ISSN : ISSN No. 2472-1123

Journal of Organic & Inorganic Chemistry

Cross-sections, transport coefficients and dissociation rate constants of rare gas dimer ions in collision with their parent gas for cold plasma modelling

2nd Edition of EuroSciCon Conference on Chemistry
February 19-20, 2019 | Prague, Czech Republic

Benhenni Malika and R Kalus

Universite de Toulouse III Paul Sabatier, France IT4 Innovations, VSB-Technical University of Ostrava, Czech Republic

ScientificTracks Abstracts: J Org Inorg Chem

DOI: 10.21767/2472-1123-C1-020

Abstract

Transport coefficients and dissociation rate constants of positive rare gas ions are needed input data in chemical electro-hydrodynamic plasma models for a better understanding and optimization of plasma reactors used in applications such as biomedicine or spacecraft. A dynamical hybrid method has been used to calculate momentum transfer for the non-dissociative ion scattering and collision induced dissociation. The hybrid method uses a classical formalism for nuclei and quantum treatment for electrons where the electronic Hamiltonian is calculated via a diatomics-in-molecules (DIM) semiempirical model. Effects of dimer rare gas ion rovibronic excitations are also included in the hybrid dynamical method to improve the agreement between calculated and experimental dimer ion mobility.
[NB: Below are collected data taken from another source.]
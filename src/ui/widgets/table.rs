use super::styling;
use crate::ui::theme::Theme;
use crate::ui::Frame;
use ratatui::{
    layout::{Alignment, Constraint, Direction, Layout, Rect},
    style::{Modifier, Style},
    text::{Line, Span},
    widgets::{Block, Borders, Paragraph, Row, Table, TableState},
};

/// One headline card: title, value and an optional caption line.
///
pub struct Card {
    pub title: String,
    pub value: String,
    pub caption: Option<String>,
}

impl Card {
    pub fn new(title: impl Into<String>, value: impl Into<String>) -> Self {
        Card {
            title: title.into(),
            value: value.into(),
            caption: None,
        }
    }

    pub fn caption(mut self, caption: impl Into<String>) -> Self {
        self.caption = Some(caption.into());
        self
    }
}

/// Render a row of equally sized headline cards.
///
pub fn cards(frame: &mut Frame, area: Rect, theme: &Theme, cards: Vec<Card>) {
    if cards.is_empty() {
        return;
    }
    let constraints = vec![Constraint::Ratio(1, cards.len() as u32); cards.len()];
    let columns = Layout::default()
        .direction(Direction::Horizontal)
        .constraints(constraints)
        .split(area);

    for (card, column) in cards.into_iter().zip(columns.iter()) {
        let mut lines = vec![Line::from(Span::styled(
            card.value,
            Style::default()
                .fg(theme.text.to_color())
                .add_modifier(Modifier::BOLD),
        ))];
        if let Some(caption) = card.caption {
            lines.push(Line::from(Span::styled(
                caption,
                styling::muted_text_style(theme),
            )));
        }
        let block = Block::default()
            .borders(Borders::ALL)
            .border_style(styling::normal_block_border_style(theme))
            .title(Span::styled(card.title, styling::header_style(theme)));
        frame.render_widget(
            Paragraph::new(lines).block(block).alignment(Alignment::Left),
            *column,
        );
    }
}

/// A bordered table with a header row and a cursor. Shows a placeholder
/// line when there are no rows.
///
pub struct DataTable<'a> {
    pub title: String,
    pub header: &'a [&'a str],
    pub widths: &'a [Constraint],
    pub rows: Vec<Row<'a>>,
    pub selected: usize,
    pub focused: bool,
}

impl<'a> DataTable<'a> {
    pub fn render(self, frame: &mut Frame, area: Rect, theme: &Theme) {
        let block = Block::default()
            .borders(Borders::ALL)
            .border_style(styling::block_border_style(theme, self.focused))
            .title(if self.focused {
                Span::styled(self.title, styling::active_block_title_style())
            } else {
                Span::raw(self.title)
            });

        if self.rows.is_empty() {
            let empty = Paragraph::new("No results found")
                .style(styling::muted_text_style(theme))
                .alignment(Alignment::Center)
                .block(block);
            frame.render_widget(empty, area);
            return;
        }

        let header = Row::new(self.header.iter().copied()).style(styling::header_style(theme));
        let mut table_state = TableState::default();
        if self.focused {
            table_state.select(Some(self.selected.min(self.rows.len() - 1)));
        }
        let table = Table::new(self.rows, self.widths.iter().copied())
            .header(header)
            .block(block)
            .style(styling::normal_text_style(theme))
            .highlight_style(styling::highlight_style(theme));
        frame.render_stateful_widget(table, area, &mut table_state);
    }
}

/// Render a one-line filter summary strip.
///
pub fn filter_bar(frame: &mut Frame, area: Rect, theme: &Theme, summary: &str, searching: bool) {
    let label_style = if searching {
        Style::default()
            .fg(theme.footer_input.to_color())
            .add_modifier(Modifier::BOLD)
    } else {
        styling::muted_text_style(theme)
    };
    let line = Line::from(vec![
        Span::styled(" Filters: ", label_style),
        Span::styled(summary.to_string(), styling::normal_text_style(theme)),
    ]);
    frame.render_widget(Paragraph::new(line), area);
}
use crate::marketplace::models::{Metric, Point};
use crate::marketplace::sample;

/// Dashboard landing page: headline cards and trend series.
///
#[derive(Debug, Clone, PartialEq)]
pub struct OverviewPanel {
    pub metrics: Vec<Metric>,
    pub revenue: Vec<Point>,
    pub signups: Vec<Point>,
    pub users_by_country: Vec<Point>,
    pub jobs_by_technology: Vec<Point>,
    pub regions: Vec<Point>,
}

impl Default for OverviewPanel {
    fn default() -> Self {
        OverviewPanel {
            metrics: sample::overview_metrics(),
            revenue: sample::overview_revenue(),
            signups: sample::overview_signups(),
            users_by_country: sample::users_by_country(),
            jobs_by_technology: sample::jobs_by_technology(),
            regions: sample::active_regions(),
        }
    }
}

impl OverviewPanel {
    /// Share of each technology in the total job count, in percent.
    ///
    pub fn technology_shares(&self) -> Vec<(&'static str, f64)> {
        let total: f64 = self.jobs_by_technology.iter().map(|p| p.value).sum();
        self.jobs_by_technology
            .iter()
            .map(|p| {
                let share = if total > 0.0 { p.value / total * 100.0 } else { 0.0 };
                (p.label, share)
            })
            .collect()
    }
}

#[cfg(test)]
mod tests {
    use super::*;

    #[test]
    fn overview_has_four_cards() {
        let panel = OverviewPanel::default();
        assert_eq!(panel.metrics.len(), 4);
        assert_eq!(panel.metrics[3].trend, "5 urgent");
    }

    #[test]
    fn technology_shares_sum_to_one_hundred() {
        let panel = OverviewPanel::default();
        let total: f64 = panel.technology_shares().iter().map(|(_, s)| s).sum();
        assert!((total - 100.0).abs() < 1e-9);
    }
}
Moreover, for comparison, momentum-transfer cross-sections have also been derived from an inverse method (based on JWKB approximation and an empirical potential) which fits experimental data available on a limited reduced field range and extends it to a wider range. These collision cross-sections are then used in an optimized Monte Carlo code that simulates the ion trajectory to calculate transport coefficients (mobility and diffusion) and dissociation rate constant of He2+, Ne2+, Ar2+, Kr2+ and Xe2+ dimer ions in collision with their parent gas over a wide range of reduced field.

Biography

Benhenni Malika has obtained her PhD in 1990 from University of North Carolina at Chapel Hill, USA, in Atomic Physics and concerns the electron capture and excitation processes by Auger electron spectroscopy for hot plasma applications. She was a Research Assistant in 1991 in Laboratoire Grenoblois des Ions, Plasmas et Physique Atomique. She is an Associate Professor at University of Toulouse III-Paul Sabatier in France. Her current research is carried out in Laboratoire Plasmas et Conversion d’Énergie and focuses on modelling of basic data for cold plasma applications such as biomedicine, flue gas pollution control, etc. She is Referee in several international journals.